Dans la péninsule coréenne, la tension est vive toute l'année, Pyongyang ayant tenté d'amener Washington à un dialogue bilatéral excluant Séoul. Jusqu'à l'été, le Nord refuse d'accepter les réacteurs atomiques fabriqués par le Sud, comme prévu par les accords d'octobre 1994, et menace de réactiver son dangereux programme nucléaire. L'incapacité du « Cher Leader » Kim Jong-il d'assumer effectivement la direction d'un pays surarmé et à bout de souffle est un facteur d'incertitude redoutable.

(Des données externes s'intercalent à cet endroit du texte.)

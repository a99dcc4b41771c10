//! # JSON Grammar Driver
//!
//! Recursive-descent parser over the token stream, emitting a SAX-style
//! event stream into an [`EventSink`] as structural elements are
//! recognized:
//!
//! ```text
//! value  := object | array | STRING | NUMBER | TRUE | FALSE | NULL
//! object := '{' (pair (',' pair)*)? '}'
//! pair   := STRING ':' value
//! array  := '[' (value (',' value)*)? ']'
//! ```
//!
//! For a valid document the event stream is well-balanced: every
//! `begin_*` has a matching `end_*`, every `key` is followed by exactly
//! one value subtree, and element order is document order. Exactly one
//! top-level value is accepted; anything after it is trailing garbage.
//!
//! ## Failure Discipline
//!
//! The reader carries a per-reader [`Mode`] chosen at construction.
//! `parse()` returns `Ok(true)` on success; on a lex or grammar error a
//! strict reader returns the positioned [`JsonError`] while a lenient
//! reader collapses it to `Ok(false)`. On any failure the sink may have
//! seen a prefix of the event stream; consumers must discard in-progress
//! state.

use std::io::Read;

use super::error::{JsonError, JsonErrorKind};
use super::source::{ByteSource, SliceSource, StreamSource};
use super::tokenizer::{Token, TokenKind, Tokenizer};

/// Consumer of the reader's event stream.
///
/// All methods default to no-ops so a sink only implements the events it
/// cares about. Events arrive synchronously on the reader's thread, one at
/// a time, in document order. Borrowed `&str` arguments are transient;
/// a sink must copy what it keeps.
pub trait EventSink {
    fn begin_object(&mut self) {}
    fn end_object(&mut self) {}
    fn key(&mut self, _key: &str) {}
    fn begin_array(&mut self) {}
    fn end_array(&mut self) {}
    fn number(&mut self, _value: f64) {}
    fn string(&mut self, _value: &str) {}
    fn boolean(&mut self, _value: bool) {}
    fn null_value(&mut self) {}
}

impl<T: EventSink + ?Sized> EventSink for &mut T {
    fn begin_object(&mut self) {
        (**self).begin_object()
    }
    fn end_object(&mut self) {
        (**self).end_object()
    }
    fn key(&mut self, key: &str) {
        (**self).key(key)
    }
    fn begin_array(&mut self) {
        (**self).begin_array()
    }
    fn end_array(&mut self) {
        (**self).end_array()
    }
    fn number(&mut self, value: f64) {
        (**self).number(value)
    }
    fn string(&mut self, value: &str) {
        (**self).string(value)
    }
    fn boolean(&mut self, value: bool) {
        (**self).boolean(value)
    }
    fn null_value(&mut self) {
        (**self).null_value()
    }
}

/// Sink that discards every event; used for validate-only parsing.
#[derive(Debug, Default, Clone, Copy)]
pub struct NullSink;

impl EventSink for NullSink {}

/// Per-reader failure discipline.
#[derive(Debug, Clone, Copy, PartialEq, Eq)]
pub enum Mode {
    /// Errors are returned as positioned [`JsonError`]s.
    Strict,
    /// Errors collapse `parse()` to `Ok(false)`.
    Lenient,
}

/// Streaming JSON reader driving events into its sink.
///
/// A reader owns its tokenizer state and parses a single document; a new
/// parse needs a fresh reader.
pub struct Reader<S, C> {
    tokens: Tokenizer<S>,
    sink: C,
    mode: Mode,
}

impl<'a, C: EventSink> Reader<SliceSource<'a>, C> {
    /// Constructs a reader over an in-memory byte slice.
    pub fn from_bytes(data: &'a [u8], sink: C, mode: Mode) -> Self {
        Self {
            tokens: Tokenizer::new(SliceSource::new(data)),
            sink,
            mode,
        }
    }
}

impl<R: Read, C: EventSink> Reader<StreamSource<R>, C> {
    /// Constructs a reader over a blocking byte stream.
    pub fn from_stream(input: R, sink: C, mode: Mode) -> Self {
        Self {
            tokens: Tokenizer::new(StreamSource::new(input)),
            sink,
            mode,
        }
    }
}

impl<S: ByteSource, C: EventSink> Reader<S, C> {
    /// Parses the single top-level value, emitting events as it goes.
    ///
    /// Returns `Ok(true)` on success. On failure, behavior follows the
    /// reader's [`Mode`]: strict readers return the error, lenient readers
    /// return `Ok(false)`.
    pub fn parse(&mut self) -> Result<bool, JsonError> {
        match self.document() {
            Ok(()) => Ok(true),
            Err(err) => match self.mode {
                Mode::Strict => Err(err),
                Mode::Lenient => Ok(false),
            },
        }
    }

    /// Borrows the sink.
    pub fn sink(&self) -> &C {
        &self.sink
    }

    /// Consumes the reader, returning the sink.
    pub fn into_sink(self) -> C {
        self.sink
    }

    fn document(&mut self) -> Result<(), JsonError> {
        let token = self.tokens.next_token()?;
        self.value(token)?;
        let tail = self.tokens.next_token()?;
        match tail.kind {
            TokenKind::Eof => Ok(()),
            other => Err(JsonError::new(
                JsonErrorKind::TrailingGarbage,
                format!("unexpected {} after the top-level value", other.describe()),
                tail.line,
                tail.column,
            )),
        }
    }

    fn value(&mut self, token: Token) -> Result<(), JsonError> {
        match token.kind {
            TokenKind::ObjectStart => self.object(),
            TokenKind::ArrayStart => self.array(),
            TokenKind::String(s) => {
                self.sink.string(&s);
                Ok(())
            }
            TokenKind::Number(n) => {
                self.sink.number(n);
                Ok(())
            }
            TokenKind::Bool(b) => {
                self.sink.boolean(b);
                Ok(())
            }
            TokenKind::Null => {
                self.sink.null_value();
                Ok(())
            }
            TokenKind::Eof => Err(JsonError::new(
                JsonErrorKind::UnexpectedEof,
                "expected a value",
                token.line,
                token.column,
            )),
            other => Err(JsonError::new(
                JsonErrorKind::UnexpectedToken,
                format!("expected a value, found {}", other.describe()),
                token.line,
                token.column,
            )),
        }
    }

    fn object(&mut self) -> Result<(), JsonError> {
        self.sink.begin_object();

        let token = self.tokens.next_token()?;
        match token.kind {
            TokenKind::ObjectEnd => {
                self.sink.end_object();
                return Ok(());
            }
            TokenKind::String(key) => self.pair(key)?,
            TokenKind::Eof => {
                return Err(JsonError::new(
                    JsonErrorKind::UnexpectedEof,
                    "unterminated object",
                    token.line,
                    token.column,
                ))
            }
            other => {
                return Err(JsonError::new(
                    JsonErrorKind::UnexpectedToken,
                    format!("expected a key or '}}', found {}", other.describe()),
                    token.line,
                    token.column,
                ))
            }
        }

        loop {
            let token = self.tokens.next_token()?;
            match token.kind {
                TokenKind::ObjectEnd => {
                    self.sink.end_object();
                    return Ok(());
                }
                TokenKind::Comma => {
                    let token = self.tokens.next_token()?;
                    match token.kind {
                        TokenKind::String(key) => self.pair(key)?,
                        TokenKind::Eof => {
                            return Err(JsonError::new(
                                JsonErrorKind::UnexpectedEof,
                                "unterminated object",
                                token.line,
                                token.column,
                            ))
                        }
                        other => {
                            return Err(JsonError::new(
                                JsonErrorKind::UnexpectedToken,
                                format!("expected a key after ',', found {}", other.describe()),
                                token.line,
                                token.column,
                            ))
                        }
                    }
                }
                TokenKind::String(_) => {
                    return Err(JsonError::new(
                        JsonErrorKind::MissingComma,
                        "missing ',' between object members",
                        token.line,
                        token.column,
                    ))
                }
                TokenKind::Colon => {
                    return Err(JsonError::new(
                        JsonErrorKind::DuplicateColon,
                        "unexpected ':' after a member value",
                        token.line,
                        token.column,
                    ))
                }
                TokenKind::Eof => {
                    return Err(JsonError::new(
                        JsonErrorKind::UnexpectedEof,
                        "unterminated object",
                        token.line,
                        token.column,
                    ))
                }
                other => {
                    return Err(JsonError::new(
                        JsonErrorKind::UnexpectedToken,
                        format!("expected ',' or '}}', found {}", other.describe()),
                        token.line,
                        token.column,
                    ))
                }
            }
        }
    }

    fn pair(&mut self, key: String) -> Result<(), JsonError> {
        self.sink.key(&key);

        let token = self.tokens.next_token()?;
        match token.kind {
            TokenKind::Colon => {}
            TokenKind::Eof => {
                return Err(JsonError::new(
                    JsonErrorKind::UnexpectedEof,
                    "expected ':' after key",
                    token.line,
                    token.column,
                ))
            }
            other => {
                return Err(JsonError::new(
                    JsonErrorKind::MissingColon,
                    format!("expected ':' after key, found {}", other.describe()),
                    token.line,
                    token.column,
                ))
            }
        }

        let token = self.tokens.next_token()?;
        self.value(token)
    }

    fn array(&mut self) -> Result<(), JsonError> {
        self.sink.begin_array();

        let token = self.tokens.next_token()?;
        match token.kind {
            TokenKind::ArrayEnd => {
                self.sink.end_array();
                return Ok(());
            }
            TokenKind::Eof => {
                return Err(JsonError::new(
                    JsonErrorKind::UnexpectedEof,
                    "unterminated array",
                    token.line,
                    token.column,
                ))
            }
            _ => self.value(token)?,
        }

        loop {
            let token = self.tokens.next_token()?;
            match token.kind {
                TokenKind::ArrayEnd => {
                    self.sink.end_array();
                    return Ok(());
                }
                TokenKind::Comma => {
                    let token = self.tokens.next_token()?;
                    match token.kind {
                        TokenKind::ArrayEnd => {
                            return Err(JsonError::new(
                                JsonErrorKind::UnexpectedToken,
                                "expected a value after ','",
                                token.line,
                                token.column,
                            ))
                        }
                        _ => self.value(token)?,
                    }
                }
                TokenKind::ObjectStart
                | TokenKind::ArrayStart
                | TokenKind::String(_)
                | TokenKind::Number(_)
                | TokenKind::Bool(_)
                | TokenKind::Null => {
                    return Err(JsonError::new(
                        JsonErrorKind::MissingComma,
                        "missing ',' between array elements",
                        token.line,
                        token.column,
                    ))
                }
                TokenKind::Eof => {
                    return Err(JsonError::new(
                        JsonErrorKind::UnexpectedEof,
                        "unterminated array",
                        token.line,
                        token.column,
                    ))
                }
                other => {
                    return Err(JsonError::new(
                        JsonErrorKind::UnexpectedToken,
                        format!("expected ',' or ']', found {}", other.describe()),
                        token.line,
                        token.column,
                    ))
                }
            }
        }
    }
}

À Séoul, le président Kim Young-sam navigue entre la modération (il veut éviter une crise qui le mettrait en porte-à-faux vis-à-vis des Américains) et la fermeté indispensable à la sauvegarde de son autorité. La campagne de réforme et de lutte contre la corruption, qui avait assuré sa popularité, s'essouffle. Les élections locales de juin le poussent à se rapprocher du monde des affaires et des grands conglomérats (les grands chaebol), dont certains ont défendu ses couleurs, alors qu'il les avait jusque-là beaucoup critiqués. Après avoir frôlé 90 %, la cote de popularité du premier président coréen démocratiquement élu n'est plus aujourd'hui que de 50 %. Sa fragilisation ranime la « guerre des trois Kim ». La vieille garde conservatrice, menée par Kim Jong-pil, a quitté le Parti démocrate libéral (PDL, présidentiel) pour fonder le Parti libéral démocrate unifié (PLDU). Les élections locales du 27 juin, les premières depuis 1961, sont un grave revers pour le PDL. Il obtient 33,8 % des voix contre 30,5 % au Parti démocrate (PD) et 10,8 % au PLDU. Le PD remporte la mairie de Séoul. Ce succès pousse le vieux Kim Dae-jung, leader historique du PD, à renier la promesse qu'il avait faite de quitter la politique après son échec aux présidentielles de 1992 et à créer une formation : le Congrès national pour une nouvelle politique. À ce scrutin, aucun des trois grands partis n'arrive à s'imposer hors de sa base régionale, et l'hostilité contre les politiciens établis s'avère importante : les candidats indépendants recueillent 25 % des voix. La révélation, en octobre, de l'existence de 650 millions de dollars amassés par l'ancien président Roh Tae-woo (1988-1993) sur des comptes ouverts par des prête-noms menace de dévoiler une véritable « corruption structurelle » de l'establishment. Dix des grands chaebol font déjà l'objet d'investigations. Les trois Kim sont soupçonnés d'avoir reçu des fonds secrets de l'ancien président. La suite de l'enquête risque de déstabiliser toute la classe politique, alors que des élections législatives sont prévues pour avril 1996. En décembre, c'est au tour de son prédécesseur à la présidence, Chu Doohwan, d'aller en prison pour sa responsabilité dans le coup d'État de décembre 1979 et dans la tuerie de Kwangju, en mai 1980.